Without knowing if any of her subjects could actually win their races before they happened, it’s understandable why Lears would build Knock Down the House largely around Cortez, a woman who has the charisma and life experience that Hollywood screenwriters and directors would love to capture in a bottle. In one of the best scenes in any film this year, the underestimated Cortez rips into a Crowley aide who’s been sent in the congressman’s place to a town hall forum in The Bronx. It’s clear that Crowley can’t be bothered with attending of a meeting of just around a hundred people (despite his constant protests to the contrary), and Cortez seizes upon the moment to propel her grassroots campaign to another level. Not all of Lears’ subjects are afforded such moments, but the filmmaker knows exactly how to frame Cortez as an everywoman and as a savvy, well spoken politician equally. One gets the sense that if the world were a fair and just place, where all political campaigns were devoid of master strategists and corporate funding, that Cortez would’ve beaten Crowley in a walk.

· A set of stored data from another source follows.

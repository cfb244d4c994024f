//! # sitegen-core
//!
//! Core library for the sitegen static site generator.
//!
//! This crate provides the content side of the pipeline: project and page
//! configuration, front matter, markdown rendering, content discovery and
//! listings, and post-processing of rendered HTML.

pub mod config;
pub mod frontmatter;
pub mod listing;
pub mod markdown;
pub mod models;
pub mod postprocess;
pub mod slug;

pub use config::{is_draft, load_mapping, Config, ConfigError};
pub use frontmatter::{parse_frontmatter, FrontmatterDialect};
pub use listing::{
    ContentItem, ContentLibrary, Discovery, ListingRequest, NamingConvention, SortDirection,
    SortKey,
};
pub use markdown::{CommonMarkRenderer, MarkdownEngine, MarkdownRenderer, PlainRenderer};
pub use models::{ListingEntry, PageDescriptor, SectionDescriptor};
pub use postprocess::PostProcessor;
pub use slug::slugify;
//! Init command implementation.

use anyhow::{Context, Result};
use include_dir::{include_dir, Dir, DirEntry};
use std::fs;
use std::path::Path;

// Starter project, embedded so it survives `cargo install`
static STARTER: Dir<'_> = include_dir!("$CARGO_MANIFEST_DIR/starter");

/// Write the starter project into `root`, leaving existing files alone
pub fn init_project(root: &Path) -> Result<()> {
    fs::create_dir_all(root).with_context(|| format!("Failed to create {:?}", root))?;

    let mut written = 0;
    let mut skipped = 0;
    write_dir(&STARTER, root, &mut written, &mut skipped)?;

    tracing::info!("Wrote {} starter files ({} already present)", written, skipped);
    println!("sitegen initialized in {:?}", root);
    println!("  - Edit content/_global/global.yaml to set the site name and base_url");
    println!("  - Run `sitegen build`, then `sitegen serve`");
    Ok(())
}

fn write_dir(dir: &Dir<'_>, root: &Path, written: &mut usize, skipped: &mut usize) -> Result<()> {
    for entry in dir.entries() {
        match entry {
            DirEntry::Dir(sub) => write_dir(sub, root, written, skipped)?,
            DirEntry::File(file) => {
                let target = root.join(file.path());
                if target.exists() {
                    tracing::debug!("Keeping existing {:?}", target);
                    *skipped += 1;
                    continue;
                }

                if let Some(parent) = target.parent() {
                    fs::create_dir_all(parent)
                        .with_context(|| format!("Failed to create {:?}", parent))?;
                }
                fs::write(&target, file.contents())
                    .with_context(|| format!("Failed to write {:?}", target))?;
                tracing::debug!("Created {:?}", target);
                *written += 1;
            }
        }
    }

    Ok(())
}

But while Cortez gives Knock Down the House a strong narrative backbone, it means that Lears has less time to spend with the three other, equally fascinating women and their campaigns. We get a nice amount of personal detail when it comes to Swearengin (the shiest of the group) and Bush (the most politically polished of the four), but very little about how their campaigns are run. With Vilea, who doesn’t show up in the film until relatively late, there’s a lot of nifty details about her campaign, but her reasons for running are held back by Lears in favour of the film having a big second act reveal that’s both moving and inorganic. They compliment Cortez’s story nicely, but don’t exactly contrast, possibly given the enormous difficulty level of the New Yorker’s race in comparison to Lears’ other subjects.

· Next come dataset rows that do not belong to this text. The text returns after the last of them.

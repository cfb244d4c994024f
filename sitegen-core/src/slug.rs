//! Slug generation and display-name helpers for file stems.

use regex::Regex;
use std::sync::OnceLock;
use unicode_segmentation::UnicodeSegmentation;

static HYPHEN_RUN: OnceLock<Regex> = OnceLock::new();

fn hyphen_run() -> &'static Regex {
    HYPHEN_RUN.get_or_init(|| Regex::new(r"-+").unwrap())
}

/// Convert a string to a URL-safe slug, used for heading anchors.
///
/// ```
/// use sitegen_core::slugify;
///
/// assert_eq!(slugify("Hello World"), "hello-world");
/// assert_eq!(slugify("Rust & Safety"), "rust-safety");
/// ```
pub fn slugify(input: &str) -> String {
    let cleaned: String = input
        .to_lowercase()
        .graphemes(true)
        .filter_map(|g| {
            let c = g.chars().next()?;
            if matches!(c, ' ' | '_' | '\t' | '\n' | '-') {
                Some("-")
            } else if c.is_alphanumeric() {
                Some(g)
            } else {
                None
            }
        })
        .collect();

    hyphen_run()
        .replace_all(&cleaned, "-")
        .trim_matches('-')
        .to_string()
}

/// Title-case every word: the first letter of a word is uppercased and the
/// rest lowercased. Apostrophes do not start a new word.
pub fn title_case(input: &str) -> String {
    let mut out = String::with_capacity(input.len());
    let mut in_word = false;

    for c in input.chars() {
        if c.is_alphanumeric() {
            if in_word {
                out.extend(c.to_lowercase());
            } else {
                out.extend(c.to_uppercase());
            }
            in_word = true;
        } else {
            out.push(c);
            if c != '\'' {
                in_word = false;
            }
        }
    }

    out
}

/// Turn a file stem like `my-first-post` into `My First Post`.
pub fn humanize(stem: &str) -> String {
    title_case(stem.replace('-', " ").trim())
}

#[cfg(test)]
mod tests {
    use super::*;

    #[test]
    fn test_slugify() {
        assert_eq!(slugify("Getting Started"), "getting-started");
        assert_eq!(slugify("  C++ -- Tips  "), "c-tips");
        assert_eq!(slugify("snake_case_name"), "snake-case-name");
    }

    #[test]
    fn test_title_case() {
        assert_eq!(title_case("my first post"), "My First Post");
        assert_eq!(title_case("HTML tips"), "Html Tips");
        assert_eq!(title_case("jane's notes"), "Jane's Notes");
    }

    #[test]
    fn test_humanize_stem() {
        assert_eq!(humanize("Jane-Doe"), "Jane Doe");
        assert_eq!(humanize("my-first-post"), "My First Post");
        assert_eq!(humanize("-quinn-"), "Quinn");
    }
}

It’s also hard not to feel like Knock Down the House is a film without an ending. Certainly in the case of Cortez and the subjects who’ll likely take another run at politics the next chance they get, their story is still unfolding. There could be a natural sequel to Knock Down the House in two to eight years looking at how their lives, policies, and communities have changed. These candidates ran on hope and a genuine desire for change, but as we all know (even from this films’ depictions of probably once well meaning legacy politicians), Washington has a way of warping, souring, and disillusioning even the heartiest of souls.

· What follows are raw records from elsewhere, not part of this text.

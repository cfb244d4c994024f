//! Local HTTP server for the generated site.

use super::build::build_site;
use anyhow::{Context, Result};
use axum::Router;
use sitegen_core::Config;
use std::path::Path;
use tower_http::services::ServeDir;
use tower_http::trace::TraceLayer;

/// Serve the output directory on `127.0.0.1:<port>`, building first when
/// `build` is set.
pub async fn serve_site(root: &Path, config_path: &Path, port: u16, build: bool) -> Result<()> {
    if build {
        let (root, config_path) = (root.to_path_buf(), config_path.to_path_buf());
        let report = tokio::task::spawn_blocking(move || build_site(&root, &config_path))
            .await
            .context("Build task panicked")??;
        tracing::info!("Built {} pages", report.pages.len());
    }

    let config = Config::load(root, config_path).context("Failed to load configuration")?;
    let output_dir = config.output_dir();

    let app = Router::new()
        .fallback_service(ServeDir::new(&output_dir).append_index_html_on_directories(true))
        .layer(TraceLayer::new_for_http());

    let addr = format!("127.0.0.1:{}", port);
    let listener = tokio::net::TcpListener::bind(&addr)
        .await
        .with_context(|| format!("Failed to bind to {}", addr))?;

    tracing::info!("Serving {:?} at http://{}", output_dir, addr);
    println!("Serving at http://{}", addr);
    println!("   Press Ctrl+C to stop");

    axum::serve(listener, app).await.context("Server error")?;

    Ok(())
}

But that lack of an ending also gives Knock Down the House something other similarly minded political advocacy films lack: a document that forces accountability. It’s a bold move to run on a platform built on profound changes and let someone film every step of their journey. There’s zero room for backpedalling. The lack of an ending proves that these brave women who’re challenging the establishment genuinely believe in what they’re doing. If they falter, people could easily point to Knock Down the House to show how they’ve failed to deliver. It’s something all to absent from politics these days: genuine, heartfelt transparency. That’s worth celebrating just as much as any primary victory.
Knock Down the House is currently available to stream on Netflix. It also opens on Monday, May 6, 2019 at TIFF Bell Lightbox in Toronto.